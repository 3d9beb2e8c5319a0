//! AI компоненты: state machine, память, config

// NOTE: определены в crate::ai (ai/components), здесь только re-export для единообразия
pub use crate::ai::{TransitionCause, TransitionRequest, Zombie, ZombieConfig, ZombieMemory, ZombieState, ZombieTarget};
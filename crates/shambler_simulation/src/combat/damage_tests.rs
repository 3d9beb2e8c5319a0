//! Tests for damage intake and death.

#[cfg(test)]
mod tests {
    use bevy::prelude::*;
    use rand::SeedableRng;
    use rand_chacha::ChaCha8Rng;

    use super::super::damage::{apply_damage, DespawnAfter};
    use crate::ai::{TransitionCause, ZombieBrain, ZombieConfig, ZombieMemory, ZombieState};
    use crate::components::{DamageResult, Health, NavAgent};

    struct Fixture {
        config: ZombieConfig,
        state: ZombieState,
        memory: ZombieMemory,
        nav: NavAgent,
        transform: Transform,
        health: Health,
        rng: ChaCha8Rng,
    }

    impl Fixture {
        fn new(state: ZombieState, health: f32) -> Self {
            Self {
                config: ZombieConfig::default(),
                state,
                memory: ZombieMemory::default(),
                nav: NavAgent::default(),
                transform: Transform::default(),
                health: Health::new(health),
                rng: ChaCha8Rng::seed_from_u64(7),
            }
        }

        fn hit(&mut self, amount: f32, target_position: Option<Vec3>) -> super::super::damage::DamageResponse {
            let mut brain = ZombieBrain {
                entity: Entity::PLACEHOLDER,
                config: &self.config,
                spawn_point: Vec3::ZERO,
                state: &mut self.state,
                memory: &mut self.memory,
                nav: &mut self.nav,
                transform: &mut self.transform,
            };
            apply_damage(&mut brain, &mut self.health, amount, target_position, None, &mut self.rng)
        }
    }

    #[test]
    fn test_zero_damage_is_noop() {
        let mut fixture = Fixture::new(ZombieState::Patrol, 100.0);
        let memory_before = fixture.memory.clone();

        let response = fixture.hit(0.0, Some(Vec3::X));

        assert_eq!(response.result, DamageResult::Ignored);
        assert!(response.state_change.is_none());
        assert_eq!(fixture.health.current, 100.0);
        assert_eq!(fixture.state, ZombieState::Patrol);
        assert_eq!(fixture.memory, memory_before);
    }

    #[test]
    fn test_damage_decrements_exactly() {
        let mut fixture = Fixture::new(ZombieState::Chase, 100.0);

        fixture.hit(30.0, None);
        fixture.hit(12.5, None);

        assert_eq!(fixture.health.current, 57.5);
        assert_eq!(fixture.state, ZombieState::Chase);
    }

    #[test]
    fn test_overkill_dies_once_and_stops_navigation() {
        let mut fixture = Fixture::new(ZombieState::Chase, 50.0);
        fixture.nav.set_destination(Vec3::new(5.0, 0.0, 0.0));

        let response = fixture.hit(55.0, Some(Vec3::X));
        assert_eq!(response.result, DamageResult::Killed);
        assert_eq!(fixture.health.current, -5.0);
        assert!(fixture.nav.is_halted());
        assert_eq!(fixture.nav.destination(), None);

        let response = fixture.hit(10.0, Some(Vec3::X));
        assert_eq!(response.result, DamageResult::AlreadyDead);
        assert!(response.state_change.is_none());
    }

    #[test]
    fn test_idle_damage_forces_chase() {
        let mut fixture = Fixture::new(ZombieState::Idle, 100.0);
        let attacker = Vec3::new(8.0, 0.0, 3.0);

        let response = fixture.hit(10.0, Some(attacker));

        let change = response.state_change.expect("Idle → Chase on damage");
        assert_eq!(change.from, ZombieState::Idle);
        assert_eq!(change.to, ZombieState::Chase);
        assert_eq!(change.cause, TransitionCause::Damaged);
        assert_eq!(fixture.state, ZombieState::Chase);
        assert!(fixture.memory.target_detected);
        assert_eq!(fixture.memory.last_known_target_position, Some(attacker));
    }

    #[test]
    fn test_damage_without_target_keeps_last_known_or_own_position() {
        let mut fixture = Fixture::new(ZombieState::Patrol, 100.0);
        fixture.transform.translation = Vec3::new(1.0, 0.0, 2.0);

        fixture.hit(5.0, None);
        assert_eq!(fixture.memory.last_known_target_position, Some(Vec3::new(1.0, 0.0, 2.0)));

        let mut fixture = Fixture::new(ZombieState::Chase, 100.0);
        fixture.memory.last_known_target_position = Some(Vec3::new(9.0, 0.0, 9.0));

        fixture.hit(5.0, None);
        assert_eq!(fixture.memory.last_known_target_position, Some(Vec3::new(9.0, 0.0, 9.0)));
    }

    #[test]
    fn test_attack_damage_keeps_state() {
        let mut fixture = Fixture::new(ZombieState::Attack, 100.0);

        let response = fixture.hit(10.0, Some(Vec3::X));

        assert!(response.state_change.is_none());
        assert_eq!(fixture.state, ZombieState::Attack);
    }

    #[test]
    fn test_despawn_after_delay() {
        let mut despawn = DespawnAfter::new(0.5);
        let dt = 1.0 / 60.0;

        let ticks = (0..100).take_while(|_| !despawn.tick(dt)).count() + 1;

        // 0.5s @ 60Hz = 30 тиков
        assert_eq!(ticks, 30);
    }

    #[test]
    fn test_zero_delay_despawns_on_first_tick() {
        let mut despawn = DespawnAfter::new(0.0);
        assert!(despawn.tick(1.0 / 60.0));
    }
}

- _Task description_
What lines above hold the word "current"? List them all.

- _Final answer_
        assert_eq!(fixture.health.current, 100.0);
        assert_eq!(fixture.health.current, 57.5);
        assert_eq!(fixture.health.current, -5.0);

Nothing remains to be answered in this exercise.